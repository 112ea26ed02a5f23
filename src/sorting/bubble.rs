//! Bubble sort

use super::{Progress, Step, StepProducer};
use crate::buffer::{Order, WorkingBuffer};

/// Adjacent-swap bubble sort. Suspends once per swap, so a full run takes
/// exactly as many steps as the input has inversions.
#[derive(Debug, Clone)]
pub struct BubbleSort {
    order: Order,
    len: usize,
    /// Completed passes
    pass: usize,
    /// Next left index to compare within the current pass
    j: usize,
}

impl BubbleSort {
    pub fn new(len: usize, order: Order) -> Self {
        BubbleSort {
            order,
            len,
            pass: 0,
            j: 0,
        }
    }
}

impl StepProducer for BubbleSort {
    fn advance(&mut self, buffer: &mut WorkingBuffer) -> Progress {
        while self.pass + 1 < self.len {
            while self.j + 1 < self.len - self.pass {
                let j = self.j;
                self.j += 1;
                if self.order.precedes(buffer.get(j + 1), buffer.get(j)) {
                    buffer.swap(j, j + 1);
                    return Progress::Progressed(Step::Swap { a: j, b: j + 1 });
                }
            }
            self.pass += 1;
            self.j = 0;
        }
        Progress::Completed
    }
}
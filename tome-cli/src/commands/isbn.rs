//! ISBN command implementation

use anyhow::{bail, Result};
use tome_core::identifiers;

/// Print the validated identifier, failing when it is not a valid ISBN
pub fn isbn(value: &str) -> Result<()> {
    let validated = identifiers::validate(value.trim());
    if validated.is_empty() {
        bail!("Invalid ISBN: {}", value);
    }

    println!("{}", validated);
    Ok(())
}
· · ·
- EXERCISE AIM -
What must be transcribed is the run of lines from the one containing "while self.pass +" to the last line of the data above, inclusive, and only that.

- RESULT OF THIS TASK -
        while self.pass + 1 < self.len {
            while self.j + 1 < self.len - self.pass {
                let j = self.j;
                self.j += 1;
                if self.order.precedes(buffer.get(j + 1), buffer.get(j)) {
                    buffer.swap(j, j + 1);
                    return Progress::Progressed(Step::Swap { a: j, b: j + 1 });
                }
            }
            self.pass += 1;
            self.j = 0;
        }
        Progress::Completed
    }
}
filename tome-cli/src/commands/isbn.rs
//! ISBN command implementation

use anyhow::{bail, Result};
use tome_core::identifiers;

/// Print the validated identifier, failing when it is not a valid ISBN
pub fn isbn(value: &str) -> Result<()> {
    let validated = identifiers::validate(value.trim());
    if validated.is_empty() {
        bail!("Invalid ISBN: {}", value);
    }

    println!("{}", validated);
    Ok(())
}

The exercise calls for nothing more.